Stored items
============

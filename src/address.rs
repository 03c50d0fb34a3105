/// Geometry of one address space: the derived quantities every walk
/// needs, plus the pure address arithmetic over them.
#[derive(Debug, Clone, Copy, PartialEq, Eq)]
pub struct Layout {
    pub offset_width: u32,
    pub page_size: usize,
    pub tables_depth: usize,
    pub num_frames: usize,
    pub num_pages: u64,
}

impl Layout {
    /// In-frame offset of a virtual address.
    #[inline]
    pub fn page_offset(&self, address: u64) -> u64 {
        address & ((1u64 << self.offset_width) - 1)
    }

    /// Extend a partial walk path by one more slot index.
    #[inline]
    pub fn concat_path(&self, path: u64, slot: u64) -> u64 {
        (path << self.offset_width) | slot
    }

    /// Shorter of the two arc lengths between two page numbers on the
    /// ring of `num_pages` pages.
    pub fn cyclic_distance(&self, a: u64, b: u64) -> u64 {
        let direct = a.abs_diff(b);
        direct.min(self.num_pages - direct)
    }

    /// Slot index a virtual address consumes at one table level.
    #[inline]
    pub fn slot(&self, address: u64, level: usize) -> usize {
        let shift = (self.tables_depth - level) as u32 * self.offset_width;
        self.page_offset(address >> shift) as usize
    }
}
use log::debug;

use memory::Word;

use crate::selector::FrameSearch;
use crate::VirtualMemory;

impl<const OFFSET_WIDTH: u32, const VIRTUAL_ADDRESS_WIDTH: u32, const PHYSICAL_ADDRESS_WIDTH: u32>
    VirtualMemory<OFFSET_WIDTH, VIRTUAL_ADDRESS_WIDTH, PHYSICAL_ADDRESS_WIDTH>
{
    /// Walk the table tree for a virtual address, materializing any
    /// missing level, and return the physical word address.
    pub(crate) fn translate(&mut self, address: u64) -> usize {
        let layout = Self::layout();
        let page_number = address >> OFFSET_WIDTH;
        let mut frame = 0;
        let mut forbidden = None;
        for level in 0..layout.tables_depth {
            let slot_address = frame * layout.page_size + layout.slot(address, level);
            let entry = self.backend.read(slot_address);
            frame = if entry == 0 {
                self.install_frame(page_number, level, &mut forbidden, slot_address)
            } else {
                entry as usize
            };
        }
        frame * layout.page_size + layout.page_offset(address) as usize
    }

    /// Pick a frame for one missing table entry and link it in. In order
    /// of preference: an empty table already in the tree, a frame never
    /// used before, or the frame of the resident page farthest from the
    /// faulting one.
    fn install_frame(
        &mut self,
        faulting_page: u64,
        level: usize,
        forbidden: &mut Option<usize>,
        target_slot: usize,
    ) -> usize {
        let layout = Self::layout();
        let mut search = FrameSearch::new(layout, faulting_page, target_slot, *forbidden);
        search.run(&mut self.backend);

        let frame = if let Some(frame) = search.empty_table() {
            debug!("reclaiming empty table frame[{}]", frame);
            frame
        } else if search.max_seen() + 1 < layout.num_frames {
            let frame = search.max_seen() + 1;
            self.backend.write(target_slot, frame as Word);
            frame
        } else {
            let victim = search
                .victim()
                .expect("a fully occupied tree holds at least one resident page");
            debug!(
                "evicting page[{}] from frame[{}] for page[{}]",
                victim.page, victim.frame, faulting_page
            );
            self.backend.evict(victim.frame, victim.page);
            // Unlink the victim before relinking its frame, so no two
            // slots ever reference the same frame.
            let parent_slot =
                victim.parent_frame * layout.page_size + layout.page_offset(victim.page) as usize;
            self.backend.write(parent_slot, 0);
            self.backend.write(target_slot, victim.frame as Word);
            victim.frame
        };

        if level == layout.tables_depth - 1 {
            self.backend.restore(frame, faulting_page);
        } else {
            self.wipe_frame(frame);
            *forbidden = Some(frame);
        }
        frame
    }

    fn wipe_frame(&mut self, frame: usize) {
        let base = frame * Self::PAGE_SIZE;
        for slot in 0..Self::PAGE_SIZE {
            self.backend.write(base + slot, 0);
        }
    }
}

============

Would you filter the records and copy out each line containing "index"?

— Answer to this problem —
    /// Extend a partial walk path by one more slot index.
    /// Slot index a virtual address consumes at one table level.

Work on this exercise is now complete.